- About this exercise
Report every line in the listing below where the string "StoredOrder" shows up.

<<<<

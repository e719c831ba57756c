use crate::domain::account::{Amount, UserBalance, UserId, Withdrawal};
use crate::domain::order::{InsertOutcome, Order, OrderStatus, StatusChange};
use crate::domain::order_number::OrderNumber;
use crate::domain::ports::{BalanceLedger, OrderLedger};
use crate::error::{LoyaltyError, Result};
use async_trait::async_trait;
use rocksdb::{ColumnFamily, ColumnFamilyDescriptor, DB, Direction, IteratorMode, Options, WriteBatch};
use serde::de::DeserializeOwned;
use serde::{Deserialize, Serialize};
use std::path::Path;
use std::sync::Arc;
use tokio::sync::Mutex;

/// Column Family for orders, keyed by order number.
pub const CF_ORDERS: &str = "orders";
/// Column Family indexing order numbers by `(user, seq)`.
pub const CF_USER_ORDERS: &str = "user_orders";
/// Column Family for balances, keyed by user.
pub const CF_BALANCES: &str = "balances";
/// Column Family for withdrawals, keyed by `(user, seq)`.
pub const CF_WITHDRAWALS: &str = "withdrawals";
/// Column Family for bookkeeping such as the sequence counter.
pub const CF_META: &str = "meta";

const SEQ_KEY: &[u8] = b"seq";

/// An order with its position in the global upload sequence.
#[derive(Serialize, Deserialize)]
struct StoredOrder {
    seq: u64,
    order: Order,
}

fn seq_key(user: UserId, seq: u64) -> [u8; 16] {
    let mut key = [0u8; 16];
    key[..8].copy_from_slice(&user.to_be_bytes());
    key[8..].copy_from_slice(&seq.to_be_bytes());
    key
}

/// A persistent ledger backed by RocksDB.
///
/// Orders, balances and withdrawals live in separate Column Families. Reads
/// go straight to the database. Writes are serialized by one mutex, and any
/// change touching more than one key is written as a single `WriteBatch`, so
/// a crash or an I/O error never leaves half of it behind.
///
/// `Clone` shares the underlying `Arc<DB>`.
#[derive(Clone)]
pub struct RocksDbLedger {
    db: Arc<DB>,
    write_lock: Arc<Mutex<()>>,
}

impl RocksDbLedger {
    /// Opens or creates a ledger at `path`, creating missing column families.
    pub fn open<P: AsRef<Path>>(path: P) -> Result<Self> {
        let mut opts = Options::default();
        opts.create_if_missing(true);
        opts.create_missing_column_families(true);

        let families = [CF_ORDERS, CF_USER_ORDERS, CF_BALANCES, CF_WITHDRAWALS, CF_META]
            .into_iter()
            .map(|name| ColumnFamilyDescriptor::new(name, Options::default()));
        let db = DB::open_cf_descriptors(&opts, path, families)?;

        Ok(Self {
            db: Arc::new(db),
            write_lock: Arc::new(Mutex::new(())),
        })
    }

    fn cf(&self, name: &str) -> Result<&ColumnFamily> {
        self.db
            .cf_handle(name)
            .ok_or_else(|| LoyaltyError::storage(format!("{} column family not found", name)))
    }

    fn get_json<T: DeserializeOwned>(&self, cf: &str, key: &[u8]) -> Result<Option<T>> {
        match self.db.get_cf(self.cf(cf)?, key)? {
            Some(bytes) => Ok(Some(serde_json::from_slice(&bytes)?)),
            None => Ok(None),
        }
    }

    /// Values of every key in `cf` starting with `prefix`, in key order.
    fn scan_prefix(&self, cf: &str, prefix: &[u8]) -> Result<Vec<Box<[u8]>>> {
        let iter = self
            .db
            .iterator_cf(self.cf(cf)?, IteratorMode::From(prefix, Direction::Forward));
        let mut values = Vec::new();
        for item in iter {
            let (key, value) = item?;
            if !key.starts_with(prefix) {
                break;
            }
            values.push(value);
        }
        Ok(values)
    }

    fn load_order(&self, number: &OrderNumber) -> Result<Option<StoredOrder>> {
        self.get_json(CF_ORDERS, number.as_str().as_bytes())
    }

    fn load_balance(&self, user: UserId) -> Result<Option<UserBalance>> {
        self.get_json(CF_BALANCES, &user.to_be_bytes())
    }

    /// Next sequence number. Only valid under the write lock; the caller puts
    /// it back into `meta` as part of its batch.
    fn next_seq(&self) -> Result<u64> {
        let current = match self.db.get_cf(self.cf(CF_META)?, SEQ_KEY)? {
            Some(bytes) => {
                let bytes: [u8; 8] = bytes
                    .as_slice()
                    .try_into()
                    .map_err(|_| LoyaltyError::storage("Corrupt sequence counter"))?;
                u64::from_be_bytes(bytes)
            }
            None => 0,
        };
        Ok(current + 1)
    }

    fn put_order(&self, batch: &mut WriteBatch, stored: &StoredOrder) -> Result<()> {
        batch.put_cf(
            self.cf(CF_ORDERS)?,
            stored.order.number.as_str().as_bytes(),
            serde_json::to_vec(stored)?,
        );
        Ok(())
    }

    fn put_balance(&self, batch: &mut WriteBatch, balance: &UserBalance) -> Result<()> {
        batch.put_cf(
            self.cf(CF_BALANCES)?,
            balance.user.to_be_bytes(),
            serde_json::to_vec(balance)?,
        );
        Ok(())
    }
}

fn missing_order(number: &OrderNumber) -> LoyaltyError {
    LoyaltyError::NotFound(format!("order {}", number))
}

fn missing_account(user: UserId) -> LoyaltyError {
    LoyaltyError::NotFound(format!("account of user {}", user))
}

#[async_trait]
impl OrderLedger for RocksDbLedger {
    async fn insert_order(&self, order: Order) -> Result<InsertOutcome> {
        let _guard = self.write_lock.lock().await;
        if let Some(existing) = self.load_order(&order.number)? {
            return Ok(InsertOutcome::Exists(existing.order));
        }

        let seq = self.next_seq()?;
        let mut batch = WriteBatch::default();
        batch.put_cf(
            self.cf(CF_USER_ORDERS)?,
            seq_key(order.user, seq),
            order.number.as_str().as_bytes(),
        );
        batch.put_cf(self.cf(CF_META)?, SEQ_KEY, seq.to_be_bytes());
        self.put_order(&mut batch, &StoredOrder { seq, order })?;
        self.db.write(batch)?;

        Ok(InsertOutcome::Inserted)
    }

    async fn find_order(&self, number: &OrderNumber) -> Result<Option<Order>> {
        Ok(self.load_order(number)?.map(|stored| stored.order))
    }

    async fn orders_for_user(&self, user: UserId) -> Result<Vec<Order>> {
        let mut orders = Vec::new();
        for number in self.scan_prefix(CF_USER_ORDERS, &user.to_be_bytes())? {
            let stored: StoredOrder = self
                .get_json(CF_ORDERS, &number)?
                .ok_or_else(|| LoyaltyError::storage("Order index points to a missing order"))?;
            orders.push(stored.order);
        }
        Ok(orders)
    }

    async fn pending_orders(&self) -> Result<Vec<Order>> {
        let mut pending = Vec::new();
        for item in self.db.iterator_cf(self.cf(CF_ORDERS)?, IteratorMode::Start) {
            let (_key, value) = item?;
            let stored: StoredOrder = serde_json::from_slice(&value)?;
            if !stored.order.status.is_terminal() {
                pending.push(stored);
            }
        }
        pending.sort_by_key(|stored| stored.seq);
        Ok(pending.into_iter().map(|stored| stored.order).collect())
    }

    async fn advance_status(
        &self,
        number: &OrderNumber,
        status: OrderStatus,
    ) -> Result<StatusChange> {
        let _guard = self.write_lock.lock().await;
        let mut stored = self.load_order(number)?.ok_or_else(|| missing_order(number))?;
        if !stored.order.advance(status) {
            return Ok(StatusChange::Unchanged);
        }

        let mut batch = WriteBatch::default();
        self.put_order(&mut batch, &stored)?;
        self.db.write(batch)?;
        Ok(StatusChange::Applied)
    }

    async fn complete_order(&self, number: &OrderNumber, accrual: Amount) -> Result<StatusChange> {
        let _guard = self.write_lock.lock().await;
        let mut stored = self.load_order(number)?.ok_or_else(|| missing_order(number))?;
        if !stored.order.complete(accrual) {
            return Ok(StatusChange::Unchanged);
        }

        let user = stored.order.user;
        let mut balance = self.load_balance(user)?.ok_or_else(|| missing_account(user))?;
        balance.credit(accrual)?;

        let mut batch = WriteBatch::default();
        self.put_order(&mut batch, &stored)?;
        self.put_balance(&mut batch, &balance)?;
        self.db.write(batch)?;
        Ok(StatusChange::Applied)
    }
}

#[async_trait]
impl BalanceLedger for RocksDbLedger {
    async fn open_account(&self, user: UserId) -> Result<()> {
        let _guard = self.write_lock.lock().await;
        if self.load_balance(user)?.is_some() {
            return Ok(());
        }
        let mut batch = WriteBatch::default();
        self.put_balance(&mut batch, &UserBalance::new(user))?;
        self.db.write(batch)?;
        Ok(())
    }

    async fn balance(&self, user: UserId) -> Result<Option<UserBalance>> {
        self.load_balance(user)
    }

    async fn credit(&self, user: UserId, amount: Amount) -> Result<UserBalance> {
        let _guard = self.write_lock.lock().await;
        let mut balance = self.load_balance(user)?.ok_or_else(|| missing_account(user))?;
        balance.credit(amount)?;

        let mut batch = WriteBatch::default();
        self.put_balance(&mut batch, &balance)?;
        self.db.write(batch)?;
        Ok(balance)
    }

    async fn withdraw(&self, withdrawal: Withdrawal) -> Result<UserBalance> {
        let _guard = self.write_lock.lock().await;
        let user = withdrawal.user;
        let mut balance = self.load_balance(user)?.ok_or_else(|| missing_account(user))?;
        balance.debit(withdrawal.sum)?;

        let seq = self.next_seq()?;
        let mut batch = WriteBatch::default();
        self.put_balance(&mut batch, &balance)?;
        batch.put_cf(
            self.cf(CF_WITHDRAWALS)?,
            seq_key(user, seq),
            serde_json::to_vec(&withdrawal)?,
        );
        batch.put_cf(self.cf(CF_META)?, SEQ_KEY, seq.to_be_bytes());
        self.db.write(batch)?;
        Ok(balance)
    }

    async fn withdrawals_for_user(&self, user: UserId) -> Result<Vec<Withdrawal>> {
        self.scan_prefix(CF_WITHDRAWALS, &user.to_be_bytes())?
            .iter()
            .map(|value| -> Result<Withdrawal> { Ok(serde_json::from_slice(value)?) })
            .collect()
    }
}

>>>>

- Task result
struct StoredOrder {
    fn load_order(&self, number: &OrderNumber) -> Result<Option<StoredOrder>> {
    fn put_order(&self, batch: &mut WriteBatch, stored: &StoredOrder) -> Result<()> {
        self.put_order(&mut batch, &StoredOrder { seq, order })?;
            let stored: StoredOrder = self
            let stored: StoredOrder = serde_json::from_slice(&value)?;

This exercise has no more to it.